# Guggenheim Museum painted by me



## mateoss122 (Dec 22, 2011)

Just go here on facebook http://www.facebook.com/photo.php?f...361198.357362947792.1248142093&type=1&theater
and click "i like it", i need your votes in that competition,
Thank you very much )


----------



## prem (Jan 7, 2012)

Hi, mateoss! Great Painting. I've liked it on facebook (I hope that's what you mean). Best of luck for the competition.


----------



## laceyjo (Jan 25, 2012)

This is a beautiful piece of work mateoss! I am working with watercolors and they are very difficault to use, but are fun and extraordinary once you understand them  I love your structure and how well you stayed calm and content with it  Im looking forward to seeing more of your work  
-Lacey Jo


----------



## dyNe (Feb 29, 2012)

it was a great piece..
i really like it


----------



## pencils (Feb 10, 2012)

The somewhat unpredictable nature of watercolors is what keeps me interested in them...after close to 30 odd years of working with them, I have come to understand how colors react with each other and the paper I use but there is always that edge of disaster/possibility that is fun....though I must say, it`s fun when I`m pleased with the results but not fun when I ain`t.

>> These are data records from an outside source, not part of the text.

//! Seam to the external retrieval engine.
//!
//! Everything the gateway needs from the engine goes through
//! [`RetrievalBackend`], so tests can script answers without a network.

use std::time::Duration;

use async_trait::async_trait;
use serde_json::{json, Value};
use tracing::debug;

use crate::config::{
    ENGINE_HEALTH_TIMEOUT_SECS, ENGINE_INSERT_TIMEOUT_SECS, ENGINE_QUERY_TIMEOUT_SECS,
};
use crate::structures::QueryMode;

/// Incremental progress the engine reports for a document it is indexing.
#[derive(Debug, Clone, PartialEq)]
pub struct EngineProgress {
    pub progress: u8,
    pub message: Option<String>,
}

#[async_trait]
pub trait RetrievalBackend: Send + Sync {
    /// Liveness probe. `Err` carries a human-readable reason.
    async fn health(&self) -> Result<(), String>;

    /// Hand a stored document to the engine for parsing and indexing.
    /// Resolves only when the engine finishes or errors; large documents
    /// can take hours.
    async fn insert_document(&self, file_path: &str, knowledge_base: &str) -> Result<(), String>;

    /// Progress for a document the engine may track under `file_key`.
    /// `Ok(None)` when the engine has nothing for that key.
    async fn progress(&self, file_key: &str) -> Result<Option<EngineProgress>, String>;

    /// Run a retrieval query; returns the engine's answer verbatim.
    async fn query(
        &self,
        query: &str,
        mode: QueryMode,
        knowledge_base: &str,
    ) -> Result<Value, String>;
}

pub struct HttpRetrievalClient {
    base_url: String,
    client: reqwest::Client,
}

impl HttpRetrievalClient {
    pub fn new(base_url: &str) -> Result<Self, String> {
        let client = reqwest::Client::builder()
            .user_agent(concat!("ragbridge/", env!("CARGO_PKG_VERSION")))
            .build()
            .map_err(|e| format!("failed to build http client: {}", e))?;
        Ok(Self {
            base_url: base_url.trim_end_matches('/').to_string(),
            client,
        })
    }

    fn url(&self, path: &str) -> String {
        format!("{}{}", self.base_url, path)
    }
}

/// Keep engine error bodies readable in logs and status fields.
fn trim_body(text: &str) -> String {
    const MAX: usize = 200;
    if text.chars().count() <= MAX {
        text.to_string()
    } else {
        let cut: String = text.chars().take(MAX).collect();
        format!("{}...", cut)
    }
}

#[async_trait]
impl RetrievalBackend for HttpRetrievalClient {
    async fn health(&self) -> Result<(), String> {
        let resp = self
            .client
            .get(self.url("/health"))
            .timeout(Duration::from_secs(ENGINE_HEALTH_TIMEOUT_SECS))
            .send()
            .await
            .map_err(|e| format!("engine unreachable: {}", e))?;
        if resp.status().is_success() {
            Ok(())
        } else {
            Err(format!(
                "engine health check returned HTTP {}",
                resp.status().as_u16()
            ))
        }
    }

    async fn insert_document(&self, file_path: &str, knowledge_base: &str) -> Result<(), String> {
        let payload = json!({
            "file_path": file_path,
            "knowledge_base": knowledge_base,
            "parse_method": "auto",
            "display_stats": true,
        });
        let resp = self
            .client
            .post(self.url("/api/parse-document"))
            .timeout(Duration::from_secs(ENGINE_INSERT_TIMEOUT_SECS))
            .json(&payload)
            .send()
            .await
            .map_err(|e| format!("engine request failed: {}", e))?;
        let status = resp.status();
        if status.is_success() {
            Ok(())
        } else {
            let body = resp.text().await.unwrap_or_default();
            Err(format!(
                "engine returned HTTP {}: {}",
                status.as_u16(),
                trim_body(&body)
            ))
        }
    }

    async fn progress(&self, file_key: &str) -> Result<Option<EngineProgress>, String> {
        let url = format!(
            "{}/api/progress/{}",
            self.base_url,
            urlencoding::encode(file_key)
        );
        let resp = self
            .client
            .get(url)
            .timeout(Duration::from_secs(ENGINE_HEALTH_TIMEOUT_SECS))
            .send()
            .await
            .map_err(|e| format!("engine unreachable: {}", e))?;
        if !resp.status().is_success() {
            return Ok(None);
        }
        let body: Value = match resp.json().await {
            Ok(v) => v,
            Err(e) => {
                debug!("unparseable progress body for {}: {}", file_key, e);
                return Ok(None);
            }
        };
        match body.get("progress").and_then(Value::as_f64) {
            Some(p) => Ok(Some(EngineProgress {
                progress: p.clamp(0.0, 100.0) as u8,
                message: body
                    .get("message")
                    .and_then(Value::as_str)
                    .map(str::to_string),
            })),
            None => Ok(None),
        }
    }

    async fn query(
        &self,
        query: &str,
        mode: QueryMode,
        knowledge_base: &str,
    ) -> Result<Value, String> {
        let payload = json!({
            "query": query,
            "mode": mode.as_str(),
            "knowledge_base": knowledge_base,
        });
        let resp = self
            .client
            .post(self.url("/api/query"))
            .timeout(Duration::from_secs(ENGINE_QUERY_TIMEOUT_SECS))
            .json(&payload)
            .send()
            .await
            .map_err(|e| format!("engine request failed: {}", e))?;
        let status = resp.status();
        let text = resp
            .text()
            .await
            .map_err(|e| format!("engine response unreadable: {}", e))?;
        if !status.is_success() {
            return Err(format!(
                "engine query returned HTTP {}: {}",
                status.as_u16(),
                trim_body(&text)
            ));
        }
        // the engine wraps answers as {"status", "data", "mode"}; unwrap the
        // data field, fall back to the raw text for non-JSON bodies
        match serde_json::from_str::<Value>(&text) {
            Ok(body) => Ok(body.get("data").cloned().unwrap_or(body)),
            Err(_) => Ok(Value::String(text)),
        }
    }
}
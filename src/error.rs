//! Error taxonomy for the HTTP surface.
//!
//! Every client-visible failure lands in one of these buckets and renders as
//! `{"detail": <reason>}` with the matching status code.

use axum::http::StatusCode;
use axum::response::{IntoResponse, Response};
use axum::Json;
use thiserror::Error;

#[derive(Debug, Error)]
pub enum ApiError {
    /// The named file or knowledge base does not exist.
    #[error("{0}")]
    NotFound(String),
    /// The request itself is malformed (bad mode, empty query, bad name).
    #[error("{0}")]
    InvalidArgument(String),
    /// The request conflicts with existing state (duplicate knowledge base).
    #[error("{0}")]
    Conflict(String),
    /// The retrieval engine is unreachable or answered with an error.
    #[error("{0}")]
    UpstreamUnavailable(String),
    /// Local failure (disk I/O, poisoned lock).
    #[error("{0}")]
    Internal(String),
}

impl ApiError {
    pub fn status(&self) -> StatusCode {
        match self {
            ApiError::NotFound(_) => StatusCode::NOT_FOUND,
            ApiError::InvalidArgument(_) => StatusCode::BAD_REQUEST,
            ApiError::Conflict(_) => StatusCode::CONFLICT,
            ApiError::UpstreamUnavailable(_) => StatusCode::SERVICE_UNAVAILABLE,
            ApiError::Internal(_) => StatusCode::INTERNAL_SERVER_ERROR,
        }
    }
}

impl IntoResponse for ApiError {
    fn into_response(self) -> Response {
        let status = self.status();
        let body = Json(serde_json::json!({ "detail": self.to_string() }));
        (status, body).into_response()
    }
}
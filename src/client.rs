//! HTTP client for the gateway, used by the console binary.

use std::path::PathBuf;
use std::time::Duration;

use async_trait::async_trait;
use rand::Rng;
use serde_json::{json, Value};

use crate::poller::{StatusSnapshot, StatusSource};
use crate::structures::{FileStatus, QueryMode};

#[derive(Clone)]
pub struct ApiClient {
    base_url: String,
    client: reqwest::Client,
}

/// Pull the `detail` field out of an error body when there is one.
fn detail_of(body: &str) -> String {
    match serde_json::from_str::<Value>(body) {
        Ok(v) => v
            .get("detail")
            .and_then(Value::as_str)
            .map(str::to_string)
            .unwrap_or_else(|| body.to_string()),
        Err(_) => body.to_string(),
    }
}

impl ApiClient {
    pub fn new(base_url: &str) -> Result<Self, String> {
        let client = reqwest::Client::builder()
            .user_agent(concat!("ragctl/", env!("CARGO_PKG_VERSION")))
            .timeout(Duration::from_secs(90))
            .build()
            .map_err(|e| format!("failed to build http client: {}", e))?;
        Ok(Self {
            base_url: base_url.trim_end_matches('/').to_string(),
            client,
        })
    }

    fn url(&self, path: &str) -> String {
        format!("{}{}", self.base_url, path)
    }

    async fn read_json(resp: reqwest::Response) -> Result<Value, String> {
        let status = resp.status();
        let text = resp
            .text()
            .await
            .map_err(|e| format!("response unreadable: {}", e))?;
        if !status.is_success() {
            return Err(format!("HTTP {}: {}", status.as_u16(), detail_of(&text)));
        }
        serde_json::from_str(&text).map_err(|e| format!("malformed response: {}", e))
    }

    async fn get_json(&self, path: &str) -> Result<Value, String> {
        let resp = self
            .client
            .get(self.url(path))
            .send()
            .await
            .map_err(|e| format!("server unreachable: {}", e))?;
        Self::read_json(resp).await
    }

    pub async fn health(&self) -> Result<Value, String> {
        self.get_json("/health").await
    }

    pub async fn list_knowledge_bases(&self) -> Result<Vec<Value>, String> {
        let body = self.get_json("/api/knowledge-bases").await?;
        Ok(body
            .get("knowledge_bases")
            .and_then(Value::as_array)
            .cloned()
            .unwrap_or_default())
    }

    pub async fn create_knowledge_base(
        &self,
        name: &str,
        description: &str,
    ) -> Result<Value, String> {
        let resp = self
            .client
            .post(self.url("/api/knowledge-bases"))
            .json(&json!({ "name": name, "description": description }))
            .send()
            .await
            .map_err(|e| format!("server unreachable: {}", e))?;
        Self::read_json(resp).await
    }

    pub async fn list_files(&self, kb: &str) -> Result<Vec<Value>, String> {
        let path = format!("/api/files?knowledge_base={}", urlencoding::encode(kb));
        let body = self.get_json(&path).await?;
        Ok(body
            .get("files")
            .and_then(Value::as_array)
            .cloned()
            .unwrap_or_default())
    }

    /// Ship every path as one multipart request so the server can report
    /// per-file success and failure together.
    pub async fn upload(&self, kb: &str, paths: &[PathBuf]) -> Result<Value, String> {
        let mut form = reqwest::multipart::Form::new().text("knowledge_base", kb.to_string());
        for path in paths {
            let bytes = tokio::fs::read(path)
                .await
                .map_err(|e| format!("cannot read {}: {}", path.display(), e))?;
            let filename = path
                .file_name()
                .map(|n| n.to_string_lossy().into_owned())
                .unwrap_or_else(|| "upload.bin".to_string());
            form = form.part("files", reqwest::multipart::Part::bytes(bytes).file_name(filename));
        }
        let resp = self
            .client
            .post(self.url("/api/upload"))
            .multipart(form)
            .send()
            .await
            .map_err(|e| format!("server unreachable: {}", e))?;
        Self::read_json(resp).await
    }

    pub async fn start_parse(&self, filename: &str, kb: &str) -> Result<Value, String> {
        let resp = self
            .client
            .post(self.url("/api/parse"))
            .form(&[("filename", filename), ("knowledge_base", kb)])
            .send()
            .await
            .map_err(|e| format!("server unreachable: {}", e))?;
        Self::read_json(resp).await
    }

    /// Raw status document for one file, resolved by safe key or original
    /// name on the server side.
    pub async fn file_details(&self, file_key: &str) -> Result<Value, String> {
        let path = format!("/api/files/{}/status", urlencoding::encode(file_key));
        self.get_json(&path).await
    }

    pub async fn reset(&self, file_key: &str) -> Result<Value, String> {
        let path = format!("/api/files/{}/reset", urlencoding::encode(file_key));
        let resp = self
            .client
            .post(self.url(&path))
            .send()
            .await
            .map_err(|e| format!("server unreachable: {}", e))?;
        Self::read_json(resp).await
    }

    pub async fn reset_all(&self) -> Result<Value, String> {
        let resp = self
            .client
            .post(self.url("/api/files/reset-all"))
            .send()
            .await
            .map_err(|e| format!("server unreachable: {}", e))?;
        Self::read_json(resp).await
    }

    pub async fn delete(&self, file_key: &str) -> Result<Value, String> {
        let path = format!("/api/files/{}", urlencoding::encode(file_key));
        let resp = self
            .client
            .delete(self.url(&path))
            .send()
            .await
            .map_err(|e| format!("server unreachable: {}", e))?;
        Self::read_json(resp).await
    }

    pub async fn query(&self, query: &str, mode: QueryMode, kb: &str) -> Result<Value, String> {
        let resp = self
            .client
            .post(self.url("/api/query"))
            .json(&json!({
                "query": query,
                "mode": mode.as_str(),
                "knowledge_base": kb,
            }))
            .send()
            .await
            .map_err(|e| format!("server unreachable: {}", e))?;
        Self::read_json(resp).await
    }

    /// Run the query while a cosmetic narration keeps the terminal moving.
    /// The narration invents pacing, never content, and both sides are
    /// awaited before the answer is returned.
    pub async fn query_narrated(
        &self,
        query: &str,
        mode: QueryMode,
        kb: &str,
    ) -> Result<Value, String> {
        let (result, _) = tokio::join!(self.query(query, mode, kb), narrate_query(mode));
        result
    }
}

/// Canned retrieval stages with randomized pacing, written to stderr so
/// stdout stays clean for the answer.
async fn narrate_query(mode: QueryMode) {
    let stages: [(u8, &str); 4] = [
        (15, "Analyzing query"),
        (40, "Searching knowledge base"),
        (70, "Ranking passages"),
        (90, "Composing answer"),
    ];
    for (pct, stage) in stages {
        eprintln!("  [{:>3}%] {} ({})", pct, stage, mode.as_str());
        let pause: u64 = rand::thread_rng().gen_range(200..600);
        tokio::time::sleep(Duration::from_millis(pause)).await;
    }
}

#[async_trait]
impl StatusSource for ApiClient {
    async fn file_status(&self, file_key: &str) -> Result<StatusSnapshot, String> {
        let body = self.file_details(file_key).await?;
        let status = body
            .get("status")
            .and_then(Value::as_str)
            .and_then(FileStatus::parse)
            .ok_or_else(|| format!("status response missing a readable status: {}", body))?;
        Ok(StatusSnapshot {
            status,
            progress: body
                .get("progress")
                .and_then(Value::as_u64)
                .unwrap_or(0)
                .min(100) as u8,
            message: body
                .get("message")
                .and_then(Value::as_str)
                .filter(|s| !s.is_empty())
                .map(str::to_string),
            error: body.get("error").and_then(Value::as_str).map(str::to_string),
        })
    }
}
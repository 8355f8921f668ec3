//! Registry persistence: bincode snapshots with atomic replace, a
//! background snapshot loop, and a shutdown hook that saves one last time.

use std::fs;
use std::path::{Path, PathBuf};
use std::time::{Duration, SystemTime, UNIX_EPOCH};

use serde::{Deserialize, Serialize};
use tokio::time::interval;
use tracing::{error, info, warn};

use crate::store::FileStore;
use crate::structures::{FileRecord, KnowledgeBase};

const PERSISTENCE_VERSION: u32 = 1;
const SNAPSHOT_FILE: &str = "registry.snapshot";
const SNAPSHOT_TEMP_FILE: &str = "registry.snapshot.tmp";

/// On-disk image of the registry. Vector order is insertion order.
#[derive(Debug, Serialize, Deserialize)]
pub struct PersistedState {
    pub files: Vec<FileRecord>,
    pub knowledge_bases: Vec<KnowledgeBase>,
    pub version: u32,
    pub saved_at: u64,
}

impl PersistedState {
    fn empty() -> Self {
        Self {
            files: Vec::new(),
            knowledge_bases: Vec::new(),
            version: PERSISTENCE_VERSION,
            saved_at: 0,
        }
    }
}

#[derive(Clone)]
pub struct PersistenceManager {
    data_dir: PathBuf,
    snapshot_interval: Duration,
}

impl PersistenceManager {
    pub fn new(data_dir: &Path, snapshot_interval_secs: u64) -> Result<Self, String> {
        fs::create_dir_all(data_dir)
            .map_err(|e| format!("failed to create {}: {}", data_dir.display(), e))?;
        Ok(Self {
            data_dir: data_dir.to_path_buf(),
            snapshot_interval: Duration::from_secs(snapshot_interval_secs),
        })
    }

    fn snapshot_path(&self) -> PathBuf {
        self.data_dir.join(SNAPSHOT_FILE)
    }

    fn temp_snapshot_path(&self) -> PathBuf {
        self.data_dir.join(SNAPSHOT_TEMP_FILE)
    }

    /// Read the snapshot, or an empty state when there is none yet. A
    /// snapshot written by a different version is ignored with a warning
    /// rather than half-parsed.
    pub fn load_state(&self) -> Result<PersistedState, String> {
        let path = self.snapshot_path();
        if !path.exists() {
            info!("No registry snapshot at {:?}, starting empty", path);
            return Ok(PersistedState::empty());
        }
        let data =
            fs::read(&path).map_err(|e| format!("failed to read {}: {}", path.display(), e))?;
        let state: PersistedState = bincode::deserialize(&data)
            .map_err(|e| format!("failed to decode snapshot: {}", e))?;
        if state.version != PERSISTENCE_VERSION {
            warn!(
                "Snapshot version {} does not match expected {}; starting empty",
                state.version, PERSISTENCE_VERSION
            );
            return Ok(PersistedState::empty());
        }
        info!(
            "Loaded {} file records and {} knowledge bases from snapshot",
            state.files.len(),
            state.knowledge_bases.len()
        );
        Ok(state)
    }

    pub fn save_state(&self, store: &FileStore) -> Result<(), String> {
        let start = std::time::Instant::now();

        let state = PersistedState {
            files: store.export_records(),
            knowledge_bases: store.export_kbs(),
            version: PERSISTENCE_VERSION,
            saved_at: SystemTime::now()
                .duration_since(UNIX_EPOCH)
                .map(|d| d.as_secs())
                .unwrap_or(0),
        };

        let data =
            bincode::serialize(&state).map_err(|e| format!("failed to encode snapshot: {}", e))?;

        // Write to a temp file first, then rename over the old snapshot
        let temp_path = self.temp_snapshot_path();
        fs::write(&temp_path, &data)
            .map_err(|e| format!("failed to write {}: {}", temp_path.display(), e))?;
        fs::rename(&temp_path, self.snapshot_path())
            .map_err(|e| format!("failed to replace snapshot: {}", e))?;

        info!(
            "Saved {} file records and {} knowledge bases in {:?} ({} bytes)",
            state.files.len(),
            state.knowledge_bases.len(),
            start.elapsed(),
            data.len()
        );
        Ok(())
    }

    pub async fn start_background_snapshots(&self, store: FileStore) -> tokio::task::JoinHandle<()> {
        let persistence = self.clone();
        tokio::spawn(async move {
            let mut ticker = interval(persistence.snapshot_interval);
            // the first tick fires immediately; skip it so startup stays quiet
            ticker.tick().await;
            loop {
                ticker.tick().await;
                if let Err(e) = persistence.save_state(&store) {
                    error!("Background snapshot failed: {}", e);
                }
            }
        })
    }
}

/// Save a final snapshot on SIGINT or SIGTERM, then exit.
pub async fn setup_shutdown_handler(persistence: PersistenceManager, store: FileStore) {
    tokio::spawn(async move {
        let mut sigint = tokio::signal::unix::signal(tokio::signal::unix::SignalKind::interrupt())
            .expect("Failed to create SIGINT handler");
        let mut sigterm = tokio::signal::unix::signal(tokio::signal::unix::SignalKind::terminate())
            .expect("Failed to create SIGTERM handler");

        tokio::select! {
            _ = sigint.recv() => {
                info!("Received SIGINT, shutting down gracefully...");
            }
            _ = sigterm.recv() => {
                info!("Received SIGTERM, shutting down gracefully...");
            }
        }

        info!("Saving final snapshot before shutdown...");
        if let Err(e) = persistence.save_state(&store) {
            error!("Failed to save final snapshot: {}", e);
        }

        std::process::exit(0);
    });
}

I am not surprised by pencil drawing or oils painting...water color on the other hand is always a challenge, at least the way I use them it is. First got interested in watercolors after seeing an exhibition by Ming Ma in Concordia university in Montreal...contacted him, he selected me for his class and his influence can still be seen in my work today. But there is a learning curve with water color and I hope I never get to a point where I think I know it all with the medium.


----------